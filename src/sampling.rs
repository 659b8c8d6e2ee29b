//! Turning the pendulum tip into numbers
//!
//! The tip coordinates live in `[-REACH, REACH]` along both axes. A sample
//! normalizes them to `[0, 1]` and maps them affinely onto a caller-chosen
//! range. Nothing here is a statistically validated random number
//! generator; the values are only as unpredictable as the chaotic motion
//! that produced them.

use nalgebra::Point2;
use serde::{Deserialize, Serialize};
use std::fmt;
use std::io::{self, Write};

use crate::pendulum::BobPositions;
use crate::utils::constants::{REACH, SAMPLE_PRECISION};

/// How many coordinates a sample carries
#[derive(Debug, Clone, Copy, PartialEq, Eq, Default, Serialize, Deserialize)]
pub enum Dimension {
    /// Tip `x` only
    #[default]
    #[serde(rename = "1D", alias = "1d")]
    OneD,
    /// Tip `x` and `y`
    #[serde(rename = "2D", alias = "2d")]
    TwoD,
}

impl Dimension {
    /// Number of values produced per sample
    pub fn value_count(&self) -> usize {
        match self {
            Dimension::OneD => 1,
            Dimension::TwoD => 2,
        }
    }

    pub fn as_str(&self) -> &'static str {
        match self {
            Dimension::OneD => "1D",
            Dimension::TwoD => "2D",
        }
    }
}

/// Target interval of a sample
///
/// No ordering is enforced: `min > max` is accepted and yields the mirrored
/// mapping, and `min == max` collapses every sample onto that value.
#[derive(Debug, Clone, Copy, PartialEq, Serialize, Deserialize)]
pub struct SampleRange {
    pub min: f64,
    pub max: f64,
}

impl SampleRange {
    pub fn new(min: f64, max: f64) -> Self {
        Self { min, max }
    }

    /// The unit interval `[0, 1]`
    pub fn unit() -> Self {
        Self::new(0.0, 1.0)
    }

    /// Map a value from `[0, 1]` onto this range
    #[inline]
    pub fn lerp(&self, t: f64) -> f64 {
        self.min + t * (self.max - self.min)
    }
}

impl Default for SampleRange {
    fn default() -> Self {
        Self::unit()
    }
}

/// Map a physical coordinate from `[-REACH, REACH]` to `[0, 1]`
#[inline]
pub fn normalize(v: f64) -> f64 {
    (v + REACH) / (2.0 * REACH)
}

/// Map a physical coordinate from `[-REACH, REACH]` onto `range`
#[inline]
pub fn map_to_range(v: f64, range: SampleRange) -> f64 {
    range.lerp(normalize(v))
}

/// One or two mapped tip coordinates, at full precision
#[derive(Debug, Clone, Copy, PartialEq, Serialize, Deserialize)]
pub struct Sample {
    pub x: f64,
    #[serde(skip_serializing_if = "Option::is_none", default)]
    pub y: Option<f64>,
}

impl Sample {
    pub fn dimension(&self) -> Dimension {
        match self.y {
            Some(_) => Dimension::TwoD,
            None => Dimension::OneD,
        }
    }

    /// The mapped values, `x` first
    pub fn values(&self) -> impl Iterator<Item = f64> {
        std::iter::once(self.x).chain(self.y)
    }

    /// Display text, also what gets copied to a clipboard
    pub fn clipboard_text(&self) -> String {
        self.to_string()
    }
}

impl fmt::Display for Sample {
    fn fmt(&self, f: &mut fmt::Formatter<'_>) -> fmt::Result {
        write!(f, "{:.*}", SAMPLE_PRECISION, self.x)?;
        if let Some(y) = self.y {
            write!(f, ", {:.*}", SAMPLE_PRECISION, y)?;
        }
        Ok(())
    }
}

/// Sample a tip position
///
/// Pure: the same inputs always give the same sample.
pub fn sample_point(tip: Point2<f64>, dimension: Dimension, range: SampleRange) -> Sample {
    let x = map_to_range(tip.x, range);
    let y = match dimension {
        Dimension::OneD => None,
        Dimension::TwoD => Some(map_to_range(tip.y, range)),
    };
    Sample { x, y }
}

/// Sample the tip (bob 3) of a set of bob positions
pub fn sample(positions: &BobPositions, dimension: Dimension, range: SampleRange) -> Sample {
    sample_point(positions.tip(), dimension, range)
}

/// Samples in most-recent-first order
///
/// Grows without bound until [`SampleLog::clear`].
#[derive(Debug, Clone, Default, PartialEq)]
pub struct SampleLog {
    samples: Vec<Sample>,
}

impl SampleLog {
    pub fn new() -> Self {
        Self::default()
    }

    /// Put a sample at the front of the log
    pub fn push(&mut self, sample: Sample) {
        self.samples.insert(0, sample);
    }

    pub fn clear(&mut self) {
        self.samples.clear();
    }

    pub fn len(&self) -> usize {
        self.samples.len()
    }

    pub fn is_empty(&self) -> bool {
        self.samples.is_empty()
    }

    /// Most recent sample
    pub fn latest(&self) -> Option<&Sample> {
        self.samples.first()
    }

    /// Samples, newest first
    pub fn iter(&self) -> impl Iterator<Item = &Sample> {
        self.samples.iter()
    }

    pub fn as_slice(&self) -> &[Sample] {
        &self.samples
    }

    /// Save the log to a CSV file, newest first
    ///
    /// # CSV Format
    ///
    /// ```csv
    /// index,x,y
    /// 0,0.4137,0.9120
    /// 1,0.0581,
    /// ```
    ///
    /// The `y` column is present only when the log holds a 2D sample, and
    /// stays empty for 1D rows. Values carry the display precision.
    pub fn save(&self, filename: &str) -> io::Result<()> {
        let filename = if filename.to_lowercase().ends_with(".csv") {
            filename.to_string()
        } else {
            format!("{}.csv", filename)
        };

        let file = std::fs::File::create(&filename)?;
        self.save_to_writer(file)
    }

    /// Write the log as CSV to any writer
    pub fn save_to_writer<W: Write>(&self, writer: W) -> io::Result<()> {
        let with_y = self.samples.iter().any(|s| s.y.is_some());
        let mut wtr = csv::Writer::from_writer(writer);

        if with_y {
            wtr.write_record(["index", "x", "y"])?;
        } else {
            wtr.write_record(["index", "x"])?;
        }

        for (i, s) in self.samples.iter().enumerate() {
            let mut record = vec![i.to_string(), format!("{:.*}", SAMPLE_PRECISION, s.x)];
            if with_y {
                record.push(
                    s.y.map(|y| format!("{:.*}", SAMPLE_PRECISION, y))
                        .unwrap_or_default(),
                );
            }
            wtr.write_record(&record)?;
        }

        wtr.flush()?;
        Ok(())
    }
}

#[cfg(test)]
mod tests {
    use super::*;
    use approx::assert_relative_eq;

    #[test]
    fn test_normalize_endpoints() {
        assert_eq!(normalize(-3.0), 0.0);
        assert_eq!(normalize(0.0), 0.5);
        assert_eq!(normalize(3.0), 1.0);
    }

    #[test]
    fn test_map_to_custom_range() {
        let range = SampleRange::new(10.0, 20.0);
        assert_relative_eq!(map_to_range(-3.0, range), 10.0);
        assert_relative_eq!(map_to_range(0.0, range), 15.0);
        assert_relative_eq!(map_to_range(1.5, range), 17.5);
    }

    #[test]
    fn test_inverted_range_mirrors() {
        let range = SampleRange::new(1.0, 0.0);
        assert_relative_eq!(map_to_range(-3.0, range), 1.0);
        assert_relative_eq!(map_to_range(3.0, range), 0.0);
        assert_relative_eq!(map_to_range(1.5, range), 0.25);
    }

    #[test]
    fn test_degenerate_range_collapses() {
        let range = SampleRange::new(4.0, 4.0);
        assert_eq!(map_to_range(-2.2, range), 4.0);
        assert_eq!(map_to_range(2.9, range), 4.0);
    }

    #[test]
    fn test_sample_point_dimensions() {
        let tip = Point2::new(0.0, 3.0);

        let one = sample_point(tip, Dimension::OneD, SampleRange::unit());
        assert_eq!(one.values().count(), 1);
        assert_eq!(one.dimension(), Dimension::OneD);
        assert_eq!(one.x, 0.5);

        let two = sample_point(tip, Dimension::TwoD, SampleRange::unit());
        assert_eq!(two.values().collect::<Vec<_>>(), vec![0.5, 1.0]);
        assert_eq!(two.dimension(), Dimension::TwoD);
    }

    #[test]
    fn test_sample_display_precision() {
        let s = Sample { x: 0.123456, y: None };
        assert_eq!(s.to_string(), "0.1235");

        let s = Sample {
            x: 1.0 / 3.0,
            y: Some(-2.5),
        };
        assert_eq!(s.clipboard_text(), "0.3333, -2.5000");
        // Storage keeps full precision
        assert_eq!(s.x, 1.0 / 3.0);
    }

    #[test]
    fn test_dimension_serde_names() {
        assert_eq!(serde_json::to_string(&Dimension::OneD).unwrap(), "\"1D\"");
        assert_eq!(serde_json::to_string(&Dimension::TwoD).unwrap(), "\"2D\"");
        let d: Dimension = serde_json::from_str("\"2d\"").unwrap();
        assert_eq!(d, Dimension::TwoD);
        assert_eq!(Dimension::TwoD.value_count(), 2);
        assert_eq!(Dimension::OneD.as_str(), "1D");
    }

    #[test]
    fn test_log_is_most_recent_first() {
        let mut log = SampleLog::new();
        assert!(log.latest().is_none());

        for i in 0..3 {
            log.push(Sample {
                x: i as f64,
                y: None,
            });
        }

        assert_eq!(log.len(), 3);
        assert_eq!(log.latest().unwrap().x, 2.0);
        let xs: Vec<f64> = log.iter().map(|s| s.x).collect();
        assert_eq!(xs, vec![2.0, 1.0, 0.0]);

        log.clear();
        assert!(log.is_empty());
    }

    #[test]
    fn test_log_csv_one_dimensional() {
        let mut log = SampleLog::new();
        log.push(Sample { x: 0.25, y: None });
        log.push(Sample { x: 0.5, y: None });

        let mut buffer = Vec::new();
        log.save_to_writer(&mut buffer).unwrap();
        let csv = String::from_utf8(buffer).unwrap();

        assert_eq!(csv, "index,x\n0,0.5000\n1,0.2500\n");
    }

    #[test]
    fn test_log_csv_mixed_dimensions() {
        let mut log = SampleLog::new();
        log.push(Sample { x: 0.1, y: None });
        log.push(Sample {
            x: 0.2,
            y: Some(0.9),
        });

        let mut buffer = Vec::new();
        log.save_to_writer(&mut buffer).unwrap();
        let csv = String::from_utf8(buffer).unwrap();

        assert_eq!(csv, "index,x,y\n0,0.2000,0.9000\n1,0.1000,\n");
    }
}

PROBLEM TO SOLVE: Using the entries above, output exactly the lines between the line holding "assert_eq!(d, Dimension::TwoD);" and the line holding "for i in 0..3", end lines included, and nothing more.

OUTPUT OF THE EXERCISE:
        assert_eq!(d, Dimension::TwoD);
        assert_eq!(Dimension::TwoD.value_count(), 2);
        assert_eq!(Dimension::OneD.as_str(), "1D");
    }

    #[test]
    fn test_log_is_most_recent_first() {
        let mut log = SampleLog::new();
        assert!(log.latest().is_none());

        for i in 0..3 {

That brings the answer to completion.